だから、おまじないでその黒い影が消えていく様子を見た街の人たちは、女神様のおまじないの力にあやかりたい想いで、悪夢をみないためのおまじないの呪文とした。
メアリさんが話し終えると、ノエルはジャケットのポケットから懐中時計を取り出して時間を確認した。
「――もう時間か。そろそろ次の場所へ向かおう」
今から私とノエル、そしてミラとダルシアクさんとセルラノ先生は、セルラノ先生の家へと向かう。
そこでルスが待っており、黒い影についての報告をすることになっているのだ。
ノエルは全く気乗りしていないようだが、ドーファン先生を使ってマルロー公の陰謀を暴く手伝いをしてもらった対価として、仕方がなく報告するらしい。
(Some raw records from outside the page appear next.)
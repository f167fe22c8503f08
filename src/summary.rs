//! The outcome of a run.
use std::fmt;

use serde::Serialize;

use crate::consumer::ConsumerReport;
use crate::error::{Failure, InvalidAddress};
use crate::producer::ProducerReport;
use crate::transaction::{MatchResult, Transaction};

/// Why a run was stopped.
#[derive(Clone, Copy, Debug, PartialEq, Eq, Serialize)]
#[serde(rename_all = "snake_case")]
pub enum Termination {
    /// The producer finished and the grace period elapsed.
    GraceElapsed,
    /// The hard deadline was reached first.
    Deadline,
}

#[derive(Clone, Copy, Debug, Default, PartialEq, Eq, Serialize)]
pub struct Counts {
    pub produced: usize,
    pub consumed: usize,
    pub matched: usize,
    pub mismatched: usize,
    pub dropped: usize,
    pub invalid: usize,
}

/// Everything the producer and the consumer reported during a run.
#[derive(Clone, Debug, PartialEq, Eq, Serialize)]
pub struct Summary {
    pub counts: Counts,
    pub termination: Termination,
    pub producer_completed: bool,
    /// Transactions the producer was asked to issue.
    pub expected: usize,
    /// Transactions the producer took from its source.
    pub issued: usize,
    /// Transactions put into the mailbox, in order.
    pub published: Vec<Transaction>,
    /// Verification results, in the order the consumer received them.
    pub results: Vec<MatchResult>,
    /// Transactions left in the mailbox at shutdown.
    pub dropped: Vec<Transaction>,
    /// Writes rejected by the register file. These were never published.
    pub rejected_writes: Vec<InvalidAddress>,
    /// Reads of published transactions rejected by the register file.
    pub rejected_reads: Vec<InvalidAddress>,
    /// A transaction written but not put because the producer was stopped.
    pub unpublished: Option<Transaction>,
    /// Contents of the register file at shutdown.
    pub registers: Vec<u64>,
}

impl Summary {
    pub fn new(
        producer: ProducerReport,
        consumer: ConsumerReport,
        registers: Vec<u64>,
        termination: Termination,
    ) -> Self {
        let matched = consumer.results.iter().filter(|r| r.matched).count();
        let counts = Counts {
            produced: producer.published.len(),
            consumed: consumer.results.len(),
            matched,
            mismatched: consumer.results.len() - matched,
            dropped: consumer.dropped.len(),
            invalid: producer.invalid.len() + consumer.invalid.len(),
        };

        Self {
            counts,
            termination,
            producer_completed: producer.completed,
            expected: producer.expected,
            issued: producer.issued,
            published: producer.published,
            results: consumer.results,
            dropped: consumer.dropped,
            rejected_writes: producer.invalid,
            rejected_reads: consumer.invalid,
            unpublished: producer.unpublished,
            registers,
        }
    }

    pub fn produced(&self) -> usize {
        self.counts.produced
    }

    pub fn consumed(&self) -> usize {
        self.counts.consumed
    }

    pub fn matched(&self) -> usize {
        self.counts.matched
    }

    pub fn mismatched(&self) -> usize {
        self.counts.mismatched
    }

    /// Returns every reason this run failed verification.
    ///
    /// A run passes only if every published transaction was consumed and
    /// matched, no access was rejected, and the producer issued all of its
    /// transactions.
    pub fn failures(&self) -> Vec<Failure> {
        let Counts {
            produced,
            consumed,
            mismatched,
            dropped,
            invalid,
            ..
        } = self.counts;

        let mut failures = Vec::new();
        if mismatched > 0 {
            failures.push(Failure::Mismatched { count: mismatched });
        }
        if invalid > 0 {
            failures.push(Failure::InvalidAddress { count: invalid });
        }
        if dropped > 0 {
            failures.push(Failure::Dropped { count: dropped });
        }
        if !self.producer_completed {
            failures.push(Failure::ProducerIncomplete {
                issued: self.issued,
                expected: self.expected,
            });
        }
        let accounted = consumed + dropped + self.rejected_reads.len();
        if accounted != produced {
            failures.push(Failure::Inconsistent {
                produced,
                consumed,
                dropped,
            });
        }
        failures
    }

    pub fn is_success(&self) -> bool {
        self.failures().is_empty()
    }
}

impl fmt::Display for Summary {
    fn fmt(&self, f: &mut fmt::Formatter<'_>) -> fmt::Result {
        let Counts {
            produced,
            consumed,
            matched,
            mismatched,
            dropped,
            invalid,
        } = self.counts;
        write!(
            f,
            "SUMMARY produced={produced} consumed={consumed} matched={matched} \
             mismatched={mismatched} dropped={dropped} invalid={invalid}"
        )
    }
}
(メルヴェイユ王国のスパイであることをノックス王国の人たちに暴露したダルシアクさんをルスに会わせても大丈夫なのかしら?)
兄弟にさえ容赦のないルスのことだから、手下だったダルシアクさんが相手なら躊躇いもなく殺してしまうような気がしてならない。
心配になってノエルに相談してみたところ、ノエルは私の考えとは違い、ルスは絶対にダルシアクさんを殺さないはずだと言った。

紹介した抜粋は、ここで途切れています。